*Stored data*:
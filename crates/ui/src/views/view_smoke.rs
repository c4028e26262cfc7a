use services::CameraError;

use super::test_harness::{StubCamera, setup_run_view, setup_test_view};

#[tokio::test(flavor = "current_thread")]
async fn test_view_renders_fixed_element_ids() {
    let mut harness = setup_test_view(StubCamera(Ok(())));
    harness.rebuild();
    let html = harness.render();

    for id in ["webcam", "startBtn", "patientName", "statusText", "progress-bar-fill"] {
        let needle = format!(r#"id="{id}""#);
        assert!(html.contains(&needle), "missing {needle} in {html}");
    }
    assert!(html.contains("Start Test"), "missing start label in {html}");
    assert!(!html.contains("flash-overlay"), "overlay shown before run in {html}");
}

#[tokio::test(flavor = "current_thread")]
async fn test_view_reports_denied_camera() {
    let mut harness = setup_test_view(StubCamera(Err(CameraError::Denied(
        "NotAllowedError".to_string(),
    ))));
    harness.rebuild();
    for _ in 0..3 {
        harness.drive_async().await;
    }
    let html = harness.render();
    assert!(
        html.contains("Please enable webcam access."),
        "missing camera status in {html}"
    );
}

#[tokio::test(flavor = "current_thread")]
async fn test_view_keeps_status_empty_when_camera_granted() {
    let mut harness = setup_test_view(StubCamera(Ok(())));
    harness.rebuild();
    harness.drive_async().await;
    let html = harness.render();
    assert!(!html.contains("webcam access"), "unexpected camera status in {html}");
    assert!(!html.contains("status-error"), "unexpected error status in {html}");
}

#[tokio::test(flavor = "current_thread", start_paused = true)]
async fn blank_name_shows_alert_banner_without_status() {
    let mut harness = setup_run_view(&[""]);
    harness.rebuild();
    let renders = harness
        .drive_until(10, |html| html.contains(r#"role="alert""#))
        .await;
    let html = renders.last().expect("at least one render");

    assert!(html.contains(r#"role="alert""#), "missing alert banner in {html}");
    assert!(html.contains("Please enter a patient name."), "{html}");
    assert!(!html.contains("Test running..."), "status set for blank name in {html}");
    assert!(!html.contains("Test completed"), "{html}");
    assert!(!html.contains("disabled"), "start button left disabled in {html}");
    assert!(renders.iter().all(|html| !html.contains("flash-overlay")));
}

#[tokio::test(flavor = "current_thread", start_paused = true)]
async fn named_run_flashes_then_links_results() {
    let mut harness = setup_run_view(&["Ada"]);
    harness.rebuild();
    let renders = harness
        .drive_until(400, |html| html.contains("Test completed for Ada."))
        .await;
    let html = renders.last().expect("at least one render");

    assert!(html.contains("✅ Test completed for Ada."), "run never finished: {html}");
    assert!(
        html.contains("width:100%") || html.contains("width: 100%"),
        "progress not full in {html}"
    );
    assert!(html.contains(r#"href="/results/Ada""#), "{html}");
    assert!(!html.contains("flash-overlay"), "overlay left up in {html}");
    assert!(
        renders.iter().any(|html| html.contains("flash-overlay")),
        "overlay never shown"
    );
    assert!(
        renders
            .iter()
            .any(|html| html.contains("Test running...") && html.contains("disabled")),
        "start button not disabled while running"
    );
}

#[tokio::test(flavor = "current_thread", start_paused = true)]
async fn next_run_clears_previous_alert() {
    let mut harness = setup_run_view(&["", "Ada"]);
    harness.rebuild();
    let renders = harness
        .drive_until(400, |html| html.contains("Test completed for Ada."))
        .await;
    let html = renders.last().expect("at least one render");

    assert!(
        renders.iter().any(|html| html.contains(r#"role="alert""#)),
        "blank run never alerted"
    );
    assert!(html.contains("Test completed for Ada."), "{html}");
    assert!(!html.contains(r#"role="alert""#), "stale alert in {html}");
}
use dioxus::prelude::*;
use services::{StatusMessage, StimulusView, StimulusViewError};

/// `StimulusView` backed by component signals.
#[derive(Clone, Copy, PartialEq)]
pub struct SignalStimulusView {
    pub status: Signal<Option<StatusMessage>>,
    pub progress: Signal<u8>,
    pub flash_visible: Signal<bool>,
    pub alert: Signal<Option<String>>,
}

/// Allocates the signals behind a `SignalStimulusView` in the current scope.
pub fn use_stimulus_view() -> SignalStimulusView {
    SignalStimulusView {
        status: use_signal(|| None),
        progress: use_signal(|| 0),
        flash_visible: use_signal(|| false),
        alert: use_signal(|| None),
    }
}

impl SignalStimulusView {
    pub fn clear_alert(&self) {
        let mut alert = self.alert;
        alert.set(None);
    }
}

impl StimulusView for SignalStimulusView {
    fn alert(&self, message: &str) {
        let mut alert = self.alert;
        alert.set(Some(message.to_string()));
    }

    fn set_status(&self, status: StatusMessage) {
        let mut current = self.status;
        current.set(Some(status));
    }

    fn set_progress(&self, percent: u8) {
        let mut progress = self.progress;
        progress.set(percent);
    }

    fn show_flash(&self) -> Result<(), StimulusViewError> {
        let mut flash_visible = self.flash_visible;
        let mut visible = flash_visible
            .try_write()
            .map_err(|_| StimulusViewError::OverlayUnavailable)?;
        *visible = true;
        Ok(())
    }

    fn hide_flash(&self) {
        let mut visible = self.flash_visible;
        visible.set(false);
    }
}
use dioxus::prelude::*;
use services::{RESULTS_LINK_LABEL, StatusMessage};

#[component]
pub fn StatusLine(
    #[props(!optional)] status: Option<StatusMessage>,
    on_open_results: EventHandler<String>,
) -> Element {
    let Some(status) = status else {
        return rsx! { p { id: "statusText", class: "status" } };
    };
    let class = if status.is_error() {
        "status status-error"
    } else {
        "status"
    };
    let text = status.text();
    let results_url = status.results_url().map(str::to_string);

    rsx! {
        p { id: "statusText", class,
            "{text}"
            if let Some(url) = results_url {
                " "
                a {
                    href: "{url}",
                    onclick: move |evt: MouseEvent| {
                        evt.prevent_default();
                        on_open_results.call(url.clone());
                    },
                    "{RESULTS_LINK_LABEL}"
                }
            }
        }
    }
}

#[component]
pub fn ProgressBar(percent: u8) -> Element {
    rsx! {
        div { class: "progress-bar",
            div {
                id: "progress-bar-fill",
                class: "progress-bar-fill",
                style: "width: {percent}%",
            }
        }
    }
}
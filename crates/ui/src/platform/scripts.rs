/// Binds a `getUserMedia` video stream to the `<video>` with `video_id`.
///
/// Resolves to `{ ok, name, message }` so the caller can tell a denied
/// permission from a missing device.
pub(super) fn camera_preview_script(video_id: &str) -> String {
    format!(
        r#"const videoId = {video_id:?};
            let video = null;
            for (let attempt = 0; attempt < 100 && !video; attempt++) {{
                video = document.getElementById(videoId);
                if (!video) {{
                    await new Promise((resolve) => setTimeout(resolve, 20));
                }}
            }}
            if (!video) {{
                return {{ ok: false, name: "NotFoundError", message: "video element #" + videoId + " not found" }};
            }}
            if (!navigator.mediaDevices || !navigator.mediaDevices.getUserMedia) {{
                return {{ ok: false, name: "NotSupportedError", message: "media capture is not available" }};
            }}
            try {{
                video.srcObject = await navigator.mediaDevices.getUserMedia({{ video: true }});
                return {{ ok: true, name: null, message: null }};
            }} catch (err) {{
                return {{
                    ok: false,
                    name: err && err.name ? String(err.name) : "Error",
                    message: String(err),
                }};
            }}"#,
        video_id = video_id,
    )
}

*YOUR INSTRUCTIONS*:
Scan the entries above for the string "fill" and copy each line that contains it.

*RESULT OF THIS EXERCISE*:
    for id in ["webcam", "startBtn", "patientName", "statusText", "progress-bar-fill"] {
                id: "progress-bar-fill",
                class: "progress-bar-fill",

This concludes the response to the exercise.